Background RA associated immunity develops years before disease development and might be initiated at extra-articular sites, such as the lungs.

Objectives To investigate molecular lung changes in patients with rheumatoid arthritis (RA) at disease onset and to address the contribution of these changes to disease initiation.

Methods 24 RA patients with patient-reported symptom duration less than 1 year and naive to DMARD treatment and 9 healthy individuals were subjected to bronchoscopy and mucosal large bronchial biopsies were retrieved. For comparison 16 large bronchial biopsies and 79 BAL samples from healthy volunteers were available. Histological analysis for identification of inducible bronchia associated lymphoid tissues (iBALT) and lymphocyte infiltration were performed. Further immunohistochemical analysis was performed in RA biopsies to detect PAD enzymes, CD3, HLA-DQ and HLA-DR and to identify citrullinated targets. Mass spectrometry was used for identification of citrullinated epitopes in 6 of the lung RA biopsies and additional 8 synovial RA biopsies. One candidate peptide was synthesized and used to investigate presence of antibodies by ELISA in RA patients (n=393), healthy controls (n=152) and disease controls (n=236). HLA-DRB1 shared epitope (SE) alleles were detected in RA patients.

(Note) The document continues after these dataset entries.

// ABOUTME: Daily totals aggregation over a plan's slot assignments
// ABOUTME: Sums per-serving nutrition times servings, tolerating unresolved items as zero
//
// SPDX-License-Identifier: MIT OR Apache-2.0
// Copyright (c) 2025 Pierre Fitness Intelligence

//! Daily Totals Aggregator
//!
//! Totals are rounded for storage and display: whole kcal, grams to one
//! decimal place. An item id that does not resolve contributes nothing;
//! callers that need strictness check [`unresolved_items`] first.

use crate::catalog::CatalogProvider;
use crate::errors::AppResult;
use futures_util::future::try_join_all;
use pierre_meals_core::models::{NutritionValues, PlanSlots};
use std::collections::{BTreeSet, HashMap};
use tracing::warn;

fn unique_item_ids(slots: &PlanSlots) -> BTreeSet<&str> {
    slots
        .values()
        .flatten()
        .map(|entry| entry.item_id.as_str())
        .collect()
}

/// Fetch per-serving nutrition for every referenced item, `None` when unknown
async fn fetch_nutrition<'a>(
    slots: &'a PlanSlots,
    catalog: &dyn CatalogProvider,
) -> AppResult<HashMap<&'a str, Option<NutritionValues>>> {
    let lookups = unique_item_ids(slots).into_iter().map(|id| async move {
        match catalog.get_by_id(id).await {
            Ok(item) => Ok((id, item.map(|item| item.nutrition))),
            Err(e) if e.is_not_found() => Ok((id, None)),
            Err(e) => Err(e),
        }
    });
    Ok(try_join_all(lookups).await?.into_iter().collect())
}

/// Sum a plan's nutrition using a lookup function
///
/// `lookup` returns `Ok(None)` for an unknown id, which contributes zero.
///
/// # Errors
///
/// Propagates any error returned by `lookup`
pub fn aggregate_with<F>(slots: &PlanSlots, mut lookup: F) -> AppResult<NutritionValues>
where
    F: FnMut(&str) -> AppResult<Option<NutritionValues>>,
{
    let mut total = NutritionValues::zero();
    for (slot, entries) in slots {
        for entry in entries {
            match lookup(&entry.item_id)? {
                Some(per_serving) => total = total + per_serving.scaled(entry.servings),
                None => warn!(
                    slot = %slot,
                    item_id = %entry.item_id,
                    "Unresolved plan item contributes zero to daily totals"
                ),
            }
        }
    }
    Ok(total.rounded_for_display())
}

/// Sum a plan's nutrition by resolving items through the catalog
///
/// # Errors
///
/// Propagates catalog failures other than not-found
pub async fn aggregate(
    slots: &PlanSlots,
    catalog: &dyn CatalogProvider,
) -> AppResult<NutritionValues> {
    let nutrition = fetch_nutrition(slots, catalog).await?;
    aggregate_with(slots, |id| Ok(nutrition.get(id).copied().flatten()))
}

/// Item ids referenced by the plan that the catalog cannot resolve
///
/// # Errors
///
/// Propagates catalog failures other than not-found
pub async fn unresolved_items(
    slots: &PlanSlots,
    catalog: &dyn CatalogProvider,
) -> AppResult<Vec<String>> {
    let nutrition = fetch_nutrition(slots, catalog).await?;
    let mut missing: Vec<String> = nutrition
        .into_iter()
        .filter(|(_, values)| values.is_none())
        .map(|(id, _)| id.to_owned())
        .collect();
    missing.sort();
    Ok(missing)
}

Results Bronchial lymphocyte infiltration and iBALT formation was observed at baseline in half of the ACPA+ RA patients but only 1 out of 6 ACPA- patients (17%) and 1 out of 9 healthy volunteers (10%). Higher expression of HLA-DR and citrullinated targets was observed in bronchial biopsies of ACPA+ as compare to ACPA- RA (p<0.05). CD3 and HLA-DQ expression also showed a tendency to higher expression in the ACPA+ as compared to ACPA- RA patients. ACPA+ RA patients had significantly higher number of lymphocytes and neutrophils as compared to healthy controls (p<0.05). Markers of T cell activation (CD69 and CD103) were expressed by significantly more CD4+ BAL T cells in ACPA+ RA patients as compared to healthy controls. BAL fluids of ACPA+ RA patients were enriched in both IgG and IgA ACPA as compared to paired serum samples. Mass spectometry identified 5 proteins in the synovium (in total 8 sites) and 4 in the lungs (in total 6 sites) containing citrullinated residues. Two vimentin derived citrullinated peptides were present in a majority of both synovial and lung biopsies with slightly higher citrullinated/unmodified peptides ratios in the smokers as compared to non-smokers. Antibodies against a synthesized cit-vim peptide candidate (covering both cit-vim peptides identified in vivo) were present in 15% of RA patients and 3.4% of disease controls and associated with presence of the SE alleles in RA.

Conclusions Signs of inflammation, accumulation of highly activated and differentiated BAL CD4+ T cells and local ACPA enrichment are present early in bronchial tissues of ACPA+ RA patients. Shared citrullinated targets in the lung and joints as well as systemic reactivity against these targets are present in RA patients. Our findings support the notion that early inflammatory events in the lungs may represent a critical initiating factor in the development of ACPA+ RA.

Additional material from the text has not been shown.